DomainGuard’s perimeter monitoring goes beyond traditional domain and website monitoring to identify threats to your organization in social media, app stores, the dark web, and other third party vendor services.
Social Media
DomainGuard monitors for illegitimate uses of your brand across social media and other vendor services. Scammers create fake LinkedIn profiles using stock photos or by impersonating other individual’s accounts. Through these fake social media accounts, the attackers can harvest employee information and establish credibility to then use their account to deliver a malicious payload.
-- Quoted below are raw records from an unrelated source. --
//! Three-state circuit breaker.
//!
//! | State | On call | On success | On failure |
//! |-------|---------|------------|------------|
//! | closed | run | reset failures | count; open at threshold |
//! | open | half-open and run once `reset_timeout` has passed since the last failure, else reject | - | - |
//! | half-open | run (probe) | close, reset counters | reopen |
//!
//! The open → half-open transition is evaluated lazily on the next call;
//! nothing runs in the background. The state lock is only held while
//! reading or updating counters, never across the wrapped operation, so
//! concurrent callers on one breaker may interleave their updates.

use std::fmt;
use std::future::Future;
use std::sync::Arc;
use std::time::{Duration, Instant};

use parking_lot::Mutex;
use serde::{Deserialize, Serialize};
use tracing::{debug, info, instrument, warn};

use crate::clock::{Clock, SystemClock};
use crate::constants::{
    DEFAULT_FAILURE_THRESHOLD, DEFAULT_MONITORING_PERIOD, DEFAULT_RESET_TIMEOUT,
};
use crate::error::{ConfigError, ConfigResult, RecoveryError, RecoveryResult};
use crate::serde_util::duration_millis;

/// Circuit breaker states
#[derive(Debug, Clone, Copy, PartialEq, Eq, Hash, Serialize, Deserialize)]
#[serde(rename_all = "kebab-case")]
pub enum CircuitState {
    /// Calls pass through
    Closed,
    /// Calls are rejected without running
    Open,
    /// One probe is let through to test recovery
    HalfOpen,
}

impl fmt::Display for CircuitState {
    fn fmt(&self, f: &mut fmt::Formatter<'_>) -> fmt::Result {
        match self {
            CircuitState::Closed => write!(f, "closed"),
            CircuitState::Open => write!(f, "open"),
            CircuitState::HalfOpen => write!(f, "half-open"),
        }
    }
}

/// Configuration for circuit breaker behavior
#[derive(Debug, Clone, PartialEq, Eq, Serialize, Deserialize)]
#[serde(default)]
pub struct CircuitBreakerConfig {
    /// Failures before the circuit opens
    pub failure_threshold: u32,
    /// Time after the last failure before a probe is allowed
    #[serde(rename = "reset_timeout_ms", with = "duration_millis")]
    pub reset_timeout: Duration,
    /// Reserved for windowed failure counting; accepted but not enforced
    #[serde(rename = "monitoring_period_ms", with = "duration_millis")]
    pub monitoring_period: Duration,
}

impl Default for CircuitBreakerConfig {
    fn default() -> Self {
        Self {
            failure_threshold: DEFAULT_FAILURE_THRESHOLD,
            reset_timeout: DEFAULT_RESET_TIMEOUT,
            monitoring_period: DEFAULT_MONITORING_PERIOD,
        }
    }
}

impl CircuitBreakerConfig {
    pub fn builder() -> CircuitBreakerConfigBuilder {
        CircuitBreakerConfigBuilder::new()
    }

    pub fn validate(&self) -> ConfigResult<()> {
        if self.failure_threshold == 0 {
            return Err(ConfigError::invalid("failure_threshold must be greater than 0"));
        }

        Ok(())
    }
}

/// Builder for [`CircuitBreakerConfig`]
#[derive(Debug, Default)]
pub struct CircuitBreakerConfigBuilder {
    config: CircuitBreakerConfig,
}

impl CircuitBreakerConfigBuilder {
    pub fn new() -> Self {
        Self { config: CircuitBreakerConfig::default() }
    }

    pub fn failure_threshold(mut self, threshold: u32) -> Self {
        self.config.failure_threshold = threshold;
        self
    }

    pub fn reset_timeout(mut self, timeout: Duration) -> Self {
        self.config.reset_timeout = timeout;
        self
    }

    pub fn monitoring_period(mut self, period: Duration) -> Self {
        self.config.monitoring_period = period;
        self
    }

    pub fn build(self) -> ConfigResult<CircuitBreakerConfig> {
        self.config.validate()?;
        Ok(self.config)
    }
}

/// Point-in-time view of a breaker
#[derive(Debug, Clone)]
pub struct CircuitBreakerMetrics {
    pub state: CircuitState,
    pub failure_count: u32,
    pub success_count: u32,
    /// Calls that reached the breaker, rejected or not
    pub total_calls: u64,
    /// Calls failed fast while open
    pub rejected_calls: u64,
    pub last_failure_time: Option<Instant>,
    /// Configured window; reported only, failures are counted cumulatively
    pub monitoring_period: Duration,
}

#[derive(Debug)]
struct BreakerState {
    state: CircuitState,
    failure_count: u32,
    success_count: u32,
    last_failure_time: Option<Instant>,
    total_calls: u64,
    rejected_calls: u64,
}

impl BreakerState {
    fn new() -> Self {
        Self {
            state: CircuitState::Closed,
            failure_count: 0,
            success_count: 0,
            last_failure_time: None,
            total_calls: 0,
            rejected_calls: 0,
        }
    }

    /// Move to `next`, returning it if this was a real change
    fn transition(&mut self, next: CircuitState) -> Option<CircuitState> {
        if self.state == next {
            return None;
        }
        self.state = next;
        Some(next)
    }
}

type StateChangeHook = Arc<dyn Fn(CircuitState) + Send + Sync>;

/// Circuit breaker guarding one logical dependency.
///
/// Clones share state, so a breaker can be handed to several call sites.
pub struct CircuitBreaker<C: Clock = SystemClock> {
    config: CircuitBreakerConfig,
    inner: Arc<Mutex<BreakerState>>,
    clock: Arc<C>,
    on_state_change: Option<StateChangeHook>,
}

impl<C: Clock> fmt::Debug for CircuitBreaker<C> {
    fn fmt(&self, f: &mut fmt::Formatter<'_>) -> fmt::Result {
        let inner = self.inner.lock();
        f.debug_struct("CircuitBreaker")
            .field("config", &self.config)
            .field("state", &inner.state)
            .field("failure_count", &inner.failure_count)
            .field("success_count", &inner.success_count)
            .finish()
    }
}

impl<C: Clock> Clone for CircuitBreaker<C> {
    fn clone(&self) -> Self {
        Self {
            config: self.config.clone(),
            inner: Arc::clone(&self.inner),
            clock: Arc::clone(&self.clock),
            on_state_change: self.on_state_change.clone(),
        }
    }
}

impl CircuitBreaker<SystemClock> {
    pub fn new(config: CircuitBreakerConfig) -> ConfigResult<Self> {
        Self::with_clock(config, SystemClock)
    }

    pub fn with_defaults() -> Self {
        Self::from_valid(CircuitBreakerConfig::default(), SystemClock)
    }
}

impl Default for CircuitBreaker<SystemClock> {
    fn default() -> Self {
        Self::with_defaults()
    }
}

impl<C: Clock> CircuitBreaker<C> {
    /// Create a breaker reading time from `clock`
    pub fn with_clock(config: CircuitBreakerConfig, clock: C) -> ConfigResult<Self> {
        config.validate()?;
        Ok(Self::from_valid(config, clock))
    }

    fn from_valid(config: CircuitBreakerConfig, clock: C) -> Self {
        Self {
            config,
            inner: Arc::new(Mutex::new(BreakerState::new())),
            clock: Arc::new(clock),
            on_state_change: None,
        }
    }

    /// Hook fired with the new state on every real transition
    pub fn on_state_change<F>(mut self, hook: F) -> Self
    where
        F: Fn(CircuitState) + Send + Sync + 'static,
    {
        self.on_state_change = Some(Arc::new(hook));
        self
    }

    pub fn config(&self) -> &CircuitBreakerConfig {
        &self.config
    }

    /// Run `operation` unless the circuit is open.
    ///
    /// While open and inside the reset timeout the call fails fast with
    /// [`RecoveryError::CircuitOpen`] and `operation` is never invoked.
    #[instrument(skip(self, operation), fields(state = %self.state()))]
    pub async fn execute<F, Fut, T, E>(&self, operation: F, context: &str) -> RecoveryResult<T, E>
    where
        F: FnOnce() -> Fut,
        Fut: Future<Output = Result<T, E>>,
        E: fmt::Display,
    {
        self.admit(context)?;

        match operation().await {
            Ok(value) => {
                self.record_success(context);
                Ok(value)
            }
            Err(error) => {
                debug!(context, error = %error, "Circuit breaker saw a failed call");
                self.record_failure(context);
                Err(RecoveryError::Operation(error))
            }
        }
    }

    fn admit<E>(&self, context: &str) -> RecoveryResult<(), E> {
        let (admitted, changed) = {
            let mut inner = self.inner.lock();
            inner.total_calls += 1;

            match inner.state {
                CircuitState::Closed | CircuitState::HalfOpen => (true, None),
                CircuitState::Open => {
                    let cooled_down = inner.last_failure_time.map_or(true, |failed_at| {
                        self.clock.now().saturating_duration_since(failed_at)
                            >= self.config.reset_timeout
                    });
                    if cooled_down {
                        (true, inner.transition(CircuitState::HalfOpen))
                    } else {
                        inner.rejected_calls += 1;
                        (false, None)
                    }
                }
            }
        };

        self.announce(changed, context);

        if admitted {
            Ok(())
        } else {
            debug!(context, "Circuit breaker open, rejecting call");
            Err(RecoveryError::circuit_open(context))
        }
    }

    fn record_success(&self, context: &str) {
        let changed = {
            let mut inner = self.inner.lock();
            match inner.state {
                CircuitState::Closed => {
                    inner.failure_count = 0;
                    None
                }
                CircuitState::HalfOpen => {
                    inner.success_count += 1;
                    let changed = inner.transition(CircuitState::Closed);
                    inner.failure_count = 0;
                    inner.success_count = 0;
                    changed
                }
                CircuitState::Open => {
                    // Another caller reopened the circuit while this call ran.
                    debug!(context, "Success recorded while circuit is open");
                    None
                }
            }
        };

        self.announce(changed, context);
    }

    fn record_failure(&self, context: &str) {
        let changed = {
            let mut inner = self.inner.lock();
            inner.failure_count += 1;
            inner.last_failure_time = Some(self.clock.now());

            match inner.state {
                CircuitState::Closed if inner.failure_count >= self.config.failure_threshold => {
                    inner.transition(CircuitState::Open)
                }
                CircuitState::HalfOpen => inner.transition(CircuitState::Open),
                CircuitState::Closed | CircuitState::Open => None,
            }
        };

        self.announce(changed, context);
    }

    /// Log a transition and fire the hook, outside the state lock
    fn announce(&self, changed: Option<CircuitState>, context: &str) {
        let Some(state) = changed else {
            return;
        };

        match state {
            CircuitState::Open => warn!(
                context,
                failure_threshold = self.config.failure_threshold,
                "Circuit breaker opened"
            ),
            CircuitState::HalfOpen => info!(context, "Circuit breaker half-open, probing"),
            CircuitState::Closed => info!(context, "Circuit breaker closed"),
        }

        if let Some(hook) = &self.on_state_change {
            hook(state);
        }
    }

    pub fn state(&self) -> CircuitState {
        self.inner.lock().state
    }

    pub fn failure_count(&self) -> u32 {
        self.inner.lock().failure_count
    }

    pub fn success_count(&self) -> u32 {
        self.inner.lock().success_count
    }

    pub fn metrics(&self) -> CircuitBreakerMetrics {
        let inner = self.inner.lock();
        CircuitBreakerMetrics {
            state: inner.state,
            failure_count: inner.failure_count,
            success_count: inner.success_count,
            total_calls: inner.total_calls,
            rejected_calls: inner.rejected_calls,
            last_failure_time: inner.last_failure_time,
            monitoring_period: self.config.monitoring_period,
        }
    }

    /// Force the circuit closed and clear its counters
    pub fn reset(&self) {
        let changed = {
            let mut inner = self.inner.lock();
            inner.failure_count = 0;
            inner.success_count = 0;
            inner.last_failure_time = None;
            inner.transition(CircuitState::Closed)
        };

        info!("Circuit breaker manually reset");
        self.announce(changed, "reset");
    }
}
We’ve even seen scammers update wikipedia entries for legitimate organizations and use the hyperlinks in wikipedia to redirect users to illegitimate pages.
DarkWeb Surveillance
DomainGuard continuously monitors public dark-web sources for mentions of your brand. Navigating the DarkWeb requires accessing hidden sites through special browsers such as Tor. In addition to brand references, DomainGuard monitors breach statistics to identify any potential employee account compromise. Password re-use is one of the easiest ways for attackers to get in. Employees regularly use the same credentials for their work account, as they do personal, so it’s important to keep an eye on public breach statistics as the password one of your employees used for their personal account could be the same password they use in the workplace.
Vendor Services
It’s important to also keep an eye on third party services that can be used by any organization. Threat actors will register for legitimate third party services using your branding in hopes to use these services as a payload delivery mechanism.
Subdomain Takeover
Vendor services are commonly abused in Subdomain Takeover attacks. These types of attacks occur when your organization is using a third party service which requires you create a pointer from one of your subdomains, to the service. For example, if your company is rolling out a new ecommerce store to sell your latest “swag”, you would create the subdomain entry “swag.company.com” and point your subdomain to the vendor service you’ve chosen for your store. If at any point in the future, your organization cancels your account with the service providing your store, you also have to remember to delete the reference created in DNS.
Attackers abuse these old subdomain references by identifying cancelled accounts with existing subdomain entries. They then register for the third party service and enter your old subdomain “swag.company.com”. Once this is accomplished, any users who try to navigate to your old swag store, end up on the swag store that is now maintained by the attackers.